These hard working hands bathed babies and emptied bed pans for patients in a hospital during WWII. They ran a manually operated elevator in an office building and packed fruit from an orchard. Later, those same strong hands helped her husband run a family farm. They pumped water for livestock, planted and weeded gardens, and canned the produce.
Efficient hands lovingly cared for her family's needs. Skilled hands cooked and baked until the kitchen was filled with mouthwatering aromas. Nimble fingers pinned dazzling white shirts on a clothesline for her husband's new political career. Gentle hands rocked babies and fluffed pillows of sick children. Firm hands disciplined but were swift to wipe away tears and give hugs. And even after more than six decades of marriage, these hands still care for her husband.
Creative hands wrote notebooks full of poetry. They embroidered beautiful linens and pictures, sewed doll clothes, and styled the neighbor ladies' hair.

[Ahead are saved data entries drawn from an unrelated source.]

//! Wait for a docker-backed game server container to be running.
//!
//! Direct-queries the container state first; if it is not yet up, subscribes
//! to the docker event stream and waits for a start event within the timeout,
//! then re-queries once before giving up.

use async_trait::async_trait;
use std::process::Stdio;
use std::time::Duration;
use tokio::io::{AsyncBufReadExt, BufReader};

use crate::domain::error::{AwaitDockerError, ClifpError};
use crate::domain::task::Stage;
use crate::services::director::Directorate;
use crate::services::task::{StopToken, Task};

const DOCKER: &str = "docker";

pub struct TAwaitDocker {
    dirate: Directorate,
    stage: Stage,
    stop: StopToken,
    image_name: String,
    timeout: Duration,
}

impl TAwaitDocker {
    pub const NAME: &'static str = "TAwaitDocker";

    pub fn new(
        dirate: Directorate,
        stage: Stage,
        image_name: impl Into<String>,
        timeout: Duration,
    ) -> Self {
        Self {
            dirate,
            stage,
            stop: StopToken::new(),
            image_name: image_name.into(),
            timeout,
        }
    }

    async fn image_running(&self) -> Result<bool, AwaitDockerError> {
        self.dirate.log_event(&format!(
            "Checking if docker image '{}' is running directly",
            self.image_name
        ));

        let output = tokio::process::Command::new(DOCKER)
            .args([
                "ps",
                "--filter",
                &format!("name={}", self.image_name),
                "--format",
                "{{.Names}}",
            ])
            .stdin(Stdio::null())
            .output()
            .await
            .map_err(|e| AwaitDockerError::DirectQueryFailed(e.to_string()))?;

        if !output.status.success() {
            return Err(AwaitDockerError::DirectQueryFailed(
                String::from_utf8_lossy(&output.stderr).into_owned(),
            ));
        }

        let names = String::from_utf8_lossy(&output.stdout);
        Ok(names.lines().any(|name| name.trim() == self.image_name))
    }

    async fn await_start_event(&self) -> Result<bool, ClifpError> {
        self.dirate
            .log_event("Docker image isn't running, starting listener...");

        let mut listener = tokio::process::Command::new(DOCKER)
            .args([
                "events",
                "--filter",
                &format!("container={}", self.image_name),
                "--filter",
                "event=start",
                "--format",
                "{{.Status}}",
            ])
            .stdin(Stdio::null())
            .stdout(Stdio::piped())
            .stderr(Stdio::null())
            .spawn()
            .map_err(|e| AwaitDockerError::ListenFailed(e.to_string()))?;

        let stdout = listener
            .stdout
            .take()
            .ok_or_else(|| AwaitDockerError::ListenFailed("no event stream".into()))?;
        let mut lines = BufReader::new(stdout).lines();

        let started = tokio::select! {
            line = tokio::time::timeout(self.timeout, lines.next_line()) => {
                match line {
                    Ok(Ok(Some(_))) => {
                        self.dirate.log_event("Received docker image start event");
                        true
                    }
                    // Listener ended or errored without an event.
                    Ok(_) => false,
                    // Timed out; the final re-query decides.
                    Err(_) => false,
                }
            }
            () = self.stop.triggered() => {
                self.dirate.log_event("Stopping event listener...");
                let _ = listener.kill().await;
                return Err(ClifpError::Cancelled);
            }
        };

        self.dirate.log_event("Stopping event listener...");
        let _ = listener.kill().await;
        Ok(started)
    }
}

#[async_trait]
impl Task for TAwaitDocker {
    fn name(&self) -> &'static str {
        Self::NAME
    }

    fn stage(&self) -> Stage {
        self.stage
    }

    fn members(&self) -> Vec<String> {
        vec![
            format!(".image_name = \"{}\"", self.image_name),
            format!(".timeout = {}ms", self.timeout.as_millis()),
        ]
    }

    fn stop_token(&self) -> Option<StopToken> {
        Some(self.stop.clone())
    }

    async fn perform(&mut self) -> Result<(), ClifpError> {
        if self.image_running().await? {
            return Ok(());
        }

        if self.await_start_event().await? {
            return Ok(());
        }

        // The event may have fired between the query and the subscription.
        if self.image_running().await? {
            self.dirate
                .log_event("The docker image was found to be running after the final timeout check");
            return Ok(());
        }

        Err(AwaitDockerError::StartFailed(self.image_name.clone()).into())
    }
}
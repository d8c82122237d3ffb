//! Console frontend.
//!
//! Consumes the directive stream on the main task while the driver runs on a
//! worker task. Obligations: render every async directive, acknowledge every
//! sync directive after rendering, and answer every request directive with a
//! typed response (the declared default when the user cancels).

use console::style;
use indicatif::{ProgressBar, ProgressStyle};
use tokio::io::{AsyncBufReadExt, BufReader, Lines, Stdin};

use crate::domain::directive::{
    AsyncDirective, DirectiveResponse, RequestDirective, SyncDirective,
};
use crate::domain::error::{ErrorDetails, Severity};
use crate::services::director::{Directive, DirectiveReceiver};

pub struct ConsoleFrontend {
    input: Lines<BufReader<Stdin>>,
    progress: Option<ProgressBar>,
}

impl Default for ConsoleFrontend {
    fn default() -> Self {
        Self::new()
    }
}

impl ConsoleFrontend {
    pub fn new() -> Self {
        Self {
            input: BufReader::new(tokio::io::stdin()).lines(),
            progress: None,
        }
    }

    /// Render directives until the backend closes the bus.
    pub async fn run(mut self, mut rx: DirectiveReceiver) {
        while let Some(directive) = rx.recv().await {
            match directive {
                Directive::Async { payload, .. } => self.render_async(payload),
                Directive::Sync { payload, ack, .. } => {
                    self.render_sync(&payload);
                    let _ = ack.send(());
                }
                Directive::Request { payload, reply, .. } => {
                    let response = self.answer_request(&payload).await;
                    let _ = reply.send(response);
                }
            }
        }

        if let Some(bar) = self.progress.take() {
            bar.finish_and_clear();
        }
    }

    fn render_async(&mut self, payload: AsyncDirective) {
        match payload {
            AsyncDirective::Message { text, .. } => println!("{text}"),
            AsyncDirective::Error(details) => print_error(&details),
            AsyncDirective::ProcedureStart { label } => {
                let bar = ProgressBar::new_spinner().with_message(label);
                bar.set_style(
                    ProgressStyle::with_template("{spinner} {msg} {bytes}/{total_bytes}")
                        .unwrap_or_else(|_| ProgressStyle::default_spinner()),
                );
                self.progress = Some(bar);
            }
            AsyncDirective::ProcedureStop => {
                if let Some(bar) = self.progress.take() {
                    bar.finish_and_clear();
                }
            }
            AsyncDirective::ProcedureScale { max } => {
                if let Some(bar) = &self.progress {
                    bar.set_length(max);
                }
            }
            AsyncDirective::ProcedureProgress { current } => {
                if let Some(bar) = &self.progress {
                    bar.set_position(current);
                }
            }
            AsyncDirective::ClipboardUpdate { text } => {
                println!("{text}");
            }
            AsyncDirective::StatusUpdate { heading, message } => {
                eprintln!("{} {message}", style(format!("[{heading}]")).bold());
            }
        }
    }

    fn render_sync(&self, payload: &SyncDirective) {
        match payload {
            SyncDirective::BlockingMessage { text, .. } => println!("{text}"),
        }
    }

    async fn answer_request(&mut self, payload: &RequestDirective) -> DirectiveResponse {
        match payload {
            RequestDirective::BlockingError {
                error,
                choices,
                default,
            } => {
                print_error(error);
                let names: Vec<String> = choices.iter().map(ToString::to_string).collect();
                eprint!("[{}] (default {default}): ", names.join("/"));
                let answer = self.read_line().await;
                let choice = choices
                    .iter()
                    .find(|c| c.to_string().eq_ignore_ascii_case(answer.trim()))
                    .copied()
                    .unwrap_or(*default);
                DirectiveResponse::Choice(choice)
            }
            RequestDirective::SaveFilename { caption, dir, .. } => {
                eprintln!("{caption}");
                eprint!("Filename (under {dir}): ");
                DirectiveResponse::Text(self.read_line().await.trim().to_string())
            }
            RequestDirective::ExistingDir {
                caption,
                starting_dir,
            } => {
                eprintln!("{caption}");
                eprint!("Directory [{starting_dir}]: ");
                let answer = self.read_line().await.trim().to_string();
                if answer.is_empty() {
                    DirectiveResponse::Text(starting_dir.clone())
                } else {
                    DirectiveResponse::Text(answer)
                }
            }
            RequestDirective::ItemSelection {
                caption,
                label,
                items,
            } => {
                eprintln!("{caption}");
                for (index, item) in items.iter().enumerate() {
                    eprintln!("  {}) {item}", index + 1);
                }
                eprint!("{label} (1-{}, empty to cancel): ", items.len());
                let answer = self.read_line().await;
                let selected = answer
                    .trim()
                    .parse::<usize>()
                    .ok()
                    .filter(|n| (1..=items.len()).contains(n))
                    .map(|n| items[n - 1].clone());
                DirectiveResponse::Text(selected.unwrap_or_default())
            }
            RequestDirective::YesOrNo { question } => {
                eprint!("{question} [y/N]: ");
                let answer = self.read_line().await;
                DirectiveResponse::YesNo(matches!(
                    answer.trim().to_lowercase().as_str(),
                    "y" | "yes"
                ))
            }
        }
    }

    async fn read_line(&mut self) -> String {
        self.input
            .next_line()
            .await
            .ok()
            .flatten()
            .unwrap_or_default()
    }
}

fn print_error(details: &ErrorDetails) {
    let tag = match details.severity {
        Severity::Critical => style("CRITICAL").red().bold(),
        Severity::Error => style("ERROR").red(),
        Severity::Warning => style("WARNING").yellow(),
    };
    eprintln!("{tag}: {}", details.primary);
    if let Some(secondary) = &details.secondary {
        eprintln!("  {secondary}");
    }
    if let Some(blob) = &details.details {
        eprintln!("  {blob}");
    }
}
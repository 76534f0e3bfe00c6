//! End-to-end tests for the patakhac CLI.
//!
//! Each test writes a `.bhai` source into a temp directory, invokes the
//! compiled `patakhac` binary, and asserts on exit codes, diagnostics, and
//! the artifacts written next to the source.

use std::path::{Path, PathBuf};
use std::process::{Command, Output};

fn patakhac() -> &'static str {
    env!("CARGO_BIN_EXE_patakhac")
}

fn write_source(dir: &Path, name: &str, text: &str) -> PathBuf {
    let path = dir.join(name);
    std::fs::write(&path, text).expect("failed to write source");
    path
}

fn run(args: &[&str]) -> Output {
    Command::new(patakhac())
        .args(args)
        .output()
        .expect("failed to invoke patakhac")
}

fn stderr_of(output: &Output) -> String {
    String::from_utf8_lossy(&output.stderr).to_string()
}

#[test]
fn compiles_a_clean_program_to_c() {
    let dir = tempfile::tempdir().unwrap();
    let source = write_source(
        dir.path(),
        "hello.bhai",
        "shuru\nbhai x = 2 + 3 * 4\nbol(x)\nnikal 0\nbass\n",
    );

    let output = run(&[source.to_str().unwrap()]);
    assert_eq!(output.status.code(), Some(0), "{}", stderr_of(&output));

    let c_path = dir.path().join("hello.c");
    let c_source = std::fs::read_to_string(&c_path).expect(".c artifact written");
    assert!(c_source.contains("int main(void)"));
    // The constant folded all the way to the print.
    assert!(c_source.contains("14"), "{c_source}");
}

#[test]
fn optimized_ir_has_no_add_for_constant_initializer() {
    // S3: `bhai y = 1 + 2` leaves a single constant load, no add.
    let dir = tempfile::tempdir().unwrap();
    let source = write_source(dir.path(), "fold.bhai", "shuru\nbhai y = 1 + 2\nbol(y)\nbass\n");

    let output = run(&[source.to_str().unwrap(), "--emit-raw-ir", "--emit-ir"]);
    assert_eq!(output.status.code(), Some(0), "{}", stderr_of(&output));

    let raw = std::fs::read_to_string(dir.path().join("fold.raw.ir")).unwrap();
    let optimized = std::fs::read_to_string(dir.path().join("fold.ir")).unwrap();
    assert!(raw.contains(" + "), "raw IR keeps the add:\n{raw}");
    assert!(!optimized.contains(" + "), "optimized IR folded it:\n{optimized}");
    assert!(optimized.contains('3'), "{optimized}");
}

#[test]
fn stack_backend_and_emit_flags_write_artifacts() {
    let dir = tempfile::tempdir().unwrap();
    let source = write_source(
        dir.path(),
        "art.bhai",
        "shuru\nbhai i = 0\ntabtak (i < 3) { i += 1 }\nbol(i)\nbass\n",
    );

    let output = run(&[
        source.to_str().unwrap(),
        "--backend",
        "stack",
        "--emit-tokens",
        "--dump-ast",
        "--dump-ast-dot",
        "--dump-symbols",
        "--dump-cfg",
        "--dump-cfg-dot",
    ]);
    assert_eq!(output.status.code(), Some(0), "{}", stderr_of(&output));

    for ext in [
        "stk",
        "tokens.txt",
        "ast.txt",
        "ast.dot",
        "symbols.txt",
        "cfg.txt",
        "cfg.dot",
    ] {
        let path = dir.path().join(format!("art.{ext}"));
        assert!(path.exists(), "missing artifact {ext}");
    }

    let stk = std::fs::read_to_string(dir.path().join("art.stk")).unwrap();
    assert!(stk.contains("MAIN:"));
    assert!(stk.contains("JZ"));

    let tokens = std::fs::read_to_string(dir.path().join("art.tokens.txt")).unwrap();
    assert!(tokens.contains("Tabtak"), "{tokens}");

    let cfg = std::fs::read_to_string(dir.path().join("art.cfg.txt")).unwrap();
    assert!(cfg.contains("succs:"), "{cfg}");
}

#[test]
fn diagnostics_use_the_canonical_line_format() {
    let dir = tempfile::tempdir().unwrap();
    let source = write_source(dir.path(), "bad.bhai", "shuru\nbol(nahi_mila)\nbass\n");

    let output = run(&[source.to_str().unwrap()]);
    assert_eq!(output.status.code(), Some(1));

    let stderr = stderr_of(&output);
    let line = stderr
        .lines()
        .find(|l| l.contains("undeclared name"))
        .unwrap_or_else(|| panic!("expected an undeclared-name error, got:\n{stderr}"));
    // <path>:<line>:<col>: <severity>: <message>
    assert!(line.contains("bad.bhai:2:5: error: undeclared name"), "{line}");
}

#[test]
fn parser_recovery_reports_and_continues() {
    // S4: one syntax error, the rest of the block still parses, exit is 1.
    let dir = tempfile::tempdir().unwrap();
    let source = write_source(dir.path(), "rec.bhai", "shuru bhai a = bol(a) nikal 0 bass\n");

    let output = run(&[source.to_str().unwrap()]);
    assert_eq!(output.status.code(), Some(1));
    let stderr = stderr_of(&output);
    assert!(stderr.contains("error"), "{stderr}");
}

#[test]
fn import_cycle_is_reported_once_with_both_files() {
    // S5: a.bhai <-> b.bhai.
    let dir = tempfile::tempdir().unwrap();
    write_source(dir.path(), "b.bhai", "import \"a.bhai\"\n");
    let a = write_source(
        dir.path(),
        "a.bhai",
        "import \"b.bhai\"\nshuru\nbol(1)\nbass\n",
    );

    let output = run(&[a.to_str().unwrap()]);
    assert_eq!(output.status.code(), Some(1));

    let stderr = stderr_of(&output);
    let cycle_lines: Vec<&str> = stderr
        .lines()
        .filter(|l| l.contains("import cycle"))
        .collect();
    assert_eq!(cycle_lines.len(), 1, "{stderr}");
    assert!(cycle_lines[0].contains("a.bhai"));
    assert!(cycle_lines[0].contains("b.bhai"));
}

#[test]
fn imports_pull_in_declarations() {
    let dir = tempfile::tempdir().unwrap();
    write_source(
        dir.path(),
        "lib.bhai",
        "bhai teen_guna(bhai n) {\nnikal n * 3\n}\n",
    );
    let main = write_source(
        dir.path(),
        "main.bhai",
        "import \"lib.bhai\"\nshuru\nbol(teen_guna(14))\nbass\n",
    );

    let output = run(&[main.to_str().unwrap()]);
    assert_eq!(output.status.code(), Some(0), "{}", stderr_of(&output));
    let c_source = std::fs::read_to_string(dir.path().join("main.c")).unwrap();
    assert!(c_source.contains("pk_teen_guna"), "{c_source}");
}

#[test]
fn warnings_do_not_stop_compilation() {
    let dir = tempfile::tempdir().unwrap();
    let source = write_source(
        dir.path(),
        "warn.bhai",
        "shuru\nbhai anjaan = 1\nbol(2)\nbass\n",
    );

    let output = run(&[source.to_str().unwrap(), "--emit-warnings"]);
    assert_eq!(output.status.code(), Some(0), "{}", stderr_of(&output));

    let warnings = std::fs::read_to_string(dir.path().join("warn.warnings.txt")).unwrap();
    assert!(warnings.contains("warning: unused variable `anjaan`"), "{warnings}");
    assert!(dir.path().join("warn.c").exists());
}

#[test]
fn lint_strict_promotes_warnings() {
    let dir = tempfile::tempdir().unwrap();
    let source = write_source(
        dir.path(),
        "lint.bhai",
        "shuru\nbhai anjaan = 1\nbol(2)\nbass\n",
    );

    let relaxed = run(&["lint", source.to_str().unwrap()]);
    assert_eq!(relaxed.status.code(), Some(0), "{}", stderr_of(&relaxed));

    let strict = run(&["lint", source.to_str().unwrap(), "--strict"]);
    assert_eq!(strict.status.code(), Some(1));
    assert!(stderr_of(&strict).contains("error: unused variable"));
}

#[test]
fn grammar_table_dumps_go_to_stdout() {
    let dir = tempfile::tempdir().unwrap();
    let source = write_source(dir.path(), "g.bhai", "shuru\nbol(1)\nbass\n");

    let output = run(&[source.to_str().unwrap(), "--dump-ll1", "--dump-slr"]);
    assert_eq!(output.status.code(), Some(0), "{}", stderr_of(&output));
    let stdout = String::from_utf8_lossy(&output.stdout);
    assert!(stdout.contains("FIRST("), "{stdout}");
    assert!(stdout.contains("ACTION["), "{stdout}");
}

#[test]
fn missing_source_file_is_an_io_failure() {
    let output = run(&["/nahi/hai/kahin.bhai"]);
    assert_eq!(output.status.code(), Some(3));
}

#[test]
fn no_arguments_is_a_usage_error() {
    let output = run(&[]);
    assert_eq!(output.status.code(), Some(2));
}

#[test]
fn artifacts_are_deterministic_across_runs() {
    let dir = tempfile::tempdir().unwrap();
    let source = write_source(
        dir.path(),
        "det.bhai",
        "shuru\nbhai sum = 0\njabtak (bhai i = 0; i < 5; ++i) { sum += i }\nbol(sum)\nbass\n",
    );

    let args = [source.to_str().unwrap(), "--emit-ir", "--emit-stack"];
    assert_eq!(run(&args).status.code(), Some(0));
    let first_ir = std::fs::read_to_string(dir.path().join("det.ir")).unwrap();
    let first_stk = std::fs::read_to_string(dir.path().join("det.stk")).unwrap();

    assert_eq!(run(&args).status.code(), Some(0));
    let second_ir = std::fs::read_to_string(dir.path().join("det.ir")).unwrap();
    let second_stk = std::fs::read_to_string(dir.path().join("det.stk")).unwrap();

    assert_eq!(first_ir, second_ir);
    assert_eq!(first_stk, second_stk);
}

Hospitable hands welcomed friends and family. Compassionate hands held the hands of others throughout grief and hardship.
Sometimes, these hands expressed frustration. A line from one of my mother's poems described a less than perfect cake decorating attempt, “My palsied fist I can't control, while listening to rock and roll.”* Another time, a cake came from the oven full and fluffy but within minutes deflated to a lopsided, clay-like mound. Determined hands painstakingly tried to mask the flaw with frosting until patience reached an abrupt end. Angered hands dove into the gooey mass with vengeance, pulverizing that culinary disappointment. Within seconds, hands dripping with evidence of cake mutilization hung limply over their victim while my mother's horrified expression sent me into peals of laughter. And then those same hands calmly cleaned everything and began the cake baking process again—guilty hands doing penance.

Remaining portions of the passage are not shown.